Exercise data:
impl MemoryWorld {
    #[must_use]
    pub fn new() -> Self {
        Self {
            creatures: SlotMap::with_key(),
            index: UniformGridIndex::default(),
            index_ids: Vec::new(),
            clock_ms: 0,
        }
    }

    pub fn spawn(&mut self, spec: CreatureSpec) -> CreatureId {
        let CreatureSpec {
            code,
            position,
            variants,
            player,
        } = spec;
        let id = self.creatures.insert(CreatureRecord {
            code,
            position,
            variants: variants.into_iter().collect(),
            player,
            tint: None,
            dirty: false,
        });
        self.reindex();
        id
    }

    pub fn remove(&mut self, id: CreatureId) -> bool {
        let removed = self.creatures.remove(id).is_some();
        if removed {
            self.reindex();
        }
        removed
    }

    pub fn set_position(&mut self, id: CreatureId, position: Position) {
        if let Some(record) = self.creatures.get_mut(id) {
            record.position = position;
            self.reindex();
        }
    }

    pub fn set_variant(&mut self, id: CreatureId, name: &str, value: &str) {
        if let Some(record) = self.creatures.get_mut(id) {
            record
                .variants
                .insert(name.to_string(), value.to_string());
        }
    }

    /// Advance the simulation clock; all periodic callbacks key off this.
    pub fn advance_clock(&mut self, delta_ms: u64) {
        self.clock_ms = self.clock_ms.saturating_add(delta_ms);
    }

    /// Take-and-clear the replication dirty flag for one creature.
    pub fn take_dirty(&mut self, id: CreatureId) -> bool {
        self.creatures
            .get_mut(id)
            .is_some_and(|record| std::mem::take(&mut record.dirty))
    }

    #[must_use]
    pub fn len(&self) -> usize {
        self.creatures.len()
    }

    #[must_use]
    pub fn is_empty(&self) -> bool {
        self.creatures.is_empty()
    }

    fn reindex(&mut self) {
        self.index_ids.clear();
        let mut positions = Vec::with_capacity(self.creatures.len());
        for (id, record) in &self.creatures {
            self.index_ids.push(id);
            positions.push([record.position.x, record.position.y, record.position.z]);
        }
        if let Err(err) = self.index.rebuild(&positions) {
            error!(%err, "failed to rebuild creature index");
        }
    }
}
//! Organization settings endpoints, including the email verification send.

use axum::{
    extract::{Path, State},
    Extension, Json,
};

use super::{error, require_text, success, written, ApiResult};
use crate::audit;
use crate::auth::{Access, Actor};
use crate::errors::AppError;
use crate::mail::{EmailSettings, Mailer, EMAIL_SETTINGS_KEY};
use crate::models::{PutSettingRequest, Setting, TestEmailRequest, TestEmailResult};
use crate::AppState;

const TEST_EMAIL_SUBJECT: &str = "Sponsorship office test email";
const TEST_EMAIL_BODY: &str =
    "This message confirms that outgoing email is configured correctly.";

/// GET /api/settings
pub async fn list_settings(
    State(state): State<AppState>,
    Extension(actor): Extension<Actor>,
) -> ApiResult<Vec<Setting>> {
    let revision_id = state.repo.get_revision_id().await.unwrap_or(0);

    if let Err(e) = actor.authorize(Access::Admin) {
        return error(e, revision_id);
    }

    match state.repo.list_settings().await {
        Ok(settings) => success(settings, revision_id),
        Err(e) => error(e, revision_id),
    }
}

/// PUT /api/settings/{key}
pub async fn put_setting(
    State(state): State<AppState>,
    Extension(actor): Extension<Actor>,
    Path(key): Path<String>,
    Json(request): Json<PutSettingRequest>,
) -> ApiResult<Setting> {
    let revision_id = state.repo.get_revision_id().await.unwrap_or(0);

    if let Err(e) = actor.authorize(Access::Admin) {
        return error(e, revision_id);
    }
    if key == EMAIL_SETTINGS_KEY {
        if let Err(e) = serde_json::from_value::<EmailSettings>(request.value.clone()) {
            return error(
                AppError::Validation(format!("Invalid email settings: {}", e)),
                revision_id,
            );
        }
    }

    let result = state.repo.put_setting(&key, &request.value).await;
    if result.is_ok() {
        audit::record(state.repo.pool(), actor.name(), "update", "setting", Some(&key), None)
            .await;
    }
    written(&state, revision_id, result).await
}

/// POST /api/settings/email/test - Send one message through the configured transport.
pub async fn send_test_email(
    State(state): State<AppState>,
    Extension(actor): Extension<Actor>,
    Json(request): Json<TestEmailRequest>,
) -> ApiResult<TestEmailResult> {
    let revision_id = state.repo.get_revision_id().await.unwrap_or(0);

    let result = async {
        actor.authorize(Access::Admin)?;
        require_text(&request.to, "to")?;

        let setting = state
            .repo
            .get_setting(EMAIL_SETTINGS_KEY)
            .await?
            .ok_or_else(|| AppError::Validation("Email settings are not configured".to_string()))?;
        let settings: EmailSettings = serde_json::from_value(setting.value)
            .map_err(|e| AppError::Validation(format!("Invalid email settings: {}", e)))?;

        let mailer = Mailer::from_settings(&settings)?;
        mailer
            .send(&request.to, TEST_EMAIL_SUBJECT, TEST_EMAIL_BODY)
            .await?;

        Ok::<_, AppError>(TestEmailResult {
            provider: mailer.provider().as_str().to_string(),
            delivered_to: request.to.trim().to_string(),
        })
    }
    .await;

    match result {
        Ok(sent) => success(sent, revision_id),
        Err(e) => error(e, revision_id),
    }
}
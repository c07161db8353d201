//! Sponsor model.

use serde::{Deserialize, Serialize};

/// Sponsor lifecycle status.
#[derive(Debug, Clone, Copy, PartialEq, Eq, Serialize, Deserialize)]
#[serde(rename_all = "lowercase")]
pub enum SponsorStatus {
    Active,
    Inactive,
}

impl SponsorStatus {
    pub fn as_str(&self) -> &'static str {
        match self {
            SponsorStatus::Active => "active",
            SponsorStatus::Inactive => "inactive",
        }
    }

    pub fn from_str(s: &str) -> Option<Self> {
        match s {
            "active" => Some(SponsorStatus::Active),
            "inactive" => Some(SponsorStatus::Inactive),
            _ => None,
        }
    }
}

/// Which contact address receives student-update communications.
#[derive(Debug, Clone, Copy, PartialEq, Eq, Serialize, Deserialize)]
#[serde(rename_all = "lowercase")]
pub enum UpdateEmailChoice {
    Primary,
    Secondary,
}

impl UpdateEmailChoice {
    pub fn as_str(&self) -> &'static str {
        match self {
            UpdateEmailChoice::Primary => "primary",
            UpdateEmailChoice::Secondary => "secondary",
        }
    }

    pub fn from_str(s: &str) -> Option<Self> {
        match s {
            "primary" => Some(UpdateEmailChoice::Primary),
            "secondary" => Some(UpdateEmailChoice::Secondary),
            _ => None,
        }
    }
}

/// A sponsor funding zero or more students.
#[derive(Debug, Clone, Serialize, Deserialize)]
#[serde(rename_all = "camelCase")]
pub struct Sponsor {
    pub id: String,
    pub first_name: String,
    pub last_name: String,
    #[serde(skip_serializing_if = "Option::is_none")]
    pub email: Option<String>,
    #[serde(skip_serializing_if = "Option::is_none")]
    pub secondary_email: Option<String>,
    #[serde(skip_serializing_if = "Option::is_none")]
    pub phone: Option<String>,
    #[serde(skip_serializing_if = "Option::is_none")]
    pub address: Option<String>,
    pub status: SponsorStatus,
    #[serde(skip_serializing_if = "Option::is_none")]
    pub start_date: Option<String>,
    #[serde(skip_serializing_if = "Option::is_none")]
    pub profile_image_url: Option<String>,
    #[serde(skip_serializing_if = "Option::is_none")]
    pub primary_email_for_updates: Option<UpdateEmailChoice>,
    #[serde(skip_serializing_if = "Option::is_none")]
    pub notes: Option<String>,
    pub created_at: String,
    pub updated_at: String,
    /// Internal version for optimistic concurrency control
    #[serde(default)]
    pub version: i64,
}

impl Sponsor {
    pub fn display_name(&self) -> String {
        format!("{} {}", self.first_name, self.last_name)
    }

    /// Address that receives student updates, following `primary_email_for_updates`.
    pub fn update_email(&self) -> Option<&str> {
        match self.primary_email_for_updates {
            Some(UpdateEmailChoice::Secondary) => self.secondary_email.as_deref(),
            _ => self.email.as_deref(),
        }
    }
}

/// Request body for creating a sponsor.
#[derive(Debug, Clone, Deserialize)]
#[serde(rename_all = "camelCase")]
pub struct CreateSponsorRequest {
    pub first_name: String,
    pub last_name: String,
    #[serde(default)]
    pub email: Option<String>,
    #[serde(default)]
    pub secondary_email: Option<String>,
    #[serde(default)]
    pub phone: Option<String>,
    #[serde(default)]
    pub address: Option<String>,
    #[serde(default = "default_status")]
    pub status: SponsorStatus,
    #[serde(default)]
    pub start_date: Option<String>,
    #[serde(default)]
    pub profile_image_url: Option<String>,
    #[serde(default)]
    pub primary_email_for_updates: Option<UpdateEmailChoice>,
    #[serde(default)]
    pub notes: Option<String>,
}

fn default_status() -> SponsorStatus {
    SponsorStatus::Active
}

/// Request body for updating an existing sponsor.
#[derive(Debug, Clone, Deserialize)]
#[serde(rename_all = "camelCase")]
pub struct UpdateSponsorRequest {
    #[serde(default)]
    pub first_name: Option<String>,
    #[serde(default)]
    pub last_name: Option<String>,
    #[serde(default)]
    pub email: Option<String>,
    #[serde(default)]
    pub secondary_email: Option<String>,
    #[serde(default)]
    pub phone: Option<String>,
    #[serde(default)]
    pub address: Option<String>,
    #[serde(default)]
    pub status: Option<SponsorStatus>,
    #[serde(default)]
    pub start_date: Option<String>,
    #[serde(default)]
    pub profile_image_url: Option<String>,
    #[serde(default)]
    pub primary_email_for_updates: Option<UpdateEmailChoice>,
    #[serde(default)]
    pub notes: Option<String>,
    /// Expected version for optimistic concurrency control
    #[serde(default)]
    pub expected_version: Option<i64>,
}

/// Append-only narrative entry on a sponsor.
#[derive(Debug, Clone, Serialize, Deserialize)]
#[serde(rename_all = "camelCase")]
pub struct SponsorTimelineEvent {
    pub id: String,
    pub sponsor_id: String,
    /// Free-text tag used by the client for icon and color selection only
    pub event_type: String,
    pub title: String,
    #[serde(skip_serializing_if = "Option::is_none")]
    pub description: Option<String>,
    pub event_date: String,
    pub created_at: String,
}

/// Request body for appending a sponsor timeline entry.
#[derive(Debug, Clone, Deserialize)]
#[serde(rename_all = "camelCase")]
pub struct CreateSponsorTimelineEventRequest {
    #[serde(default = "default_event_type")]
    pub event_type: String,
    pub title: String,
    #[serde(default)]
    pub description: Option<String>,
    #[serde(default)]
    pub event_date: Option<String>,
}

fn default_event_type() -> String {
    "note".to_string()
}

Directions:
Which lines of the data include the word "ApiResult"? Copy each one.

Task solution:
use super::{error, require_text, success, written, ApiResult};
) -> ApiResult<Vec<Setting>> {
) -> ApiResult<Setting> {
) -> ApiResult<TestEmailResult> {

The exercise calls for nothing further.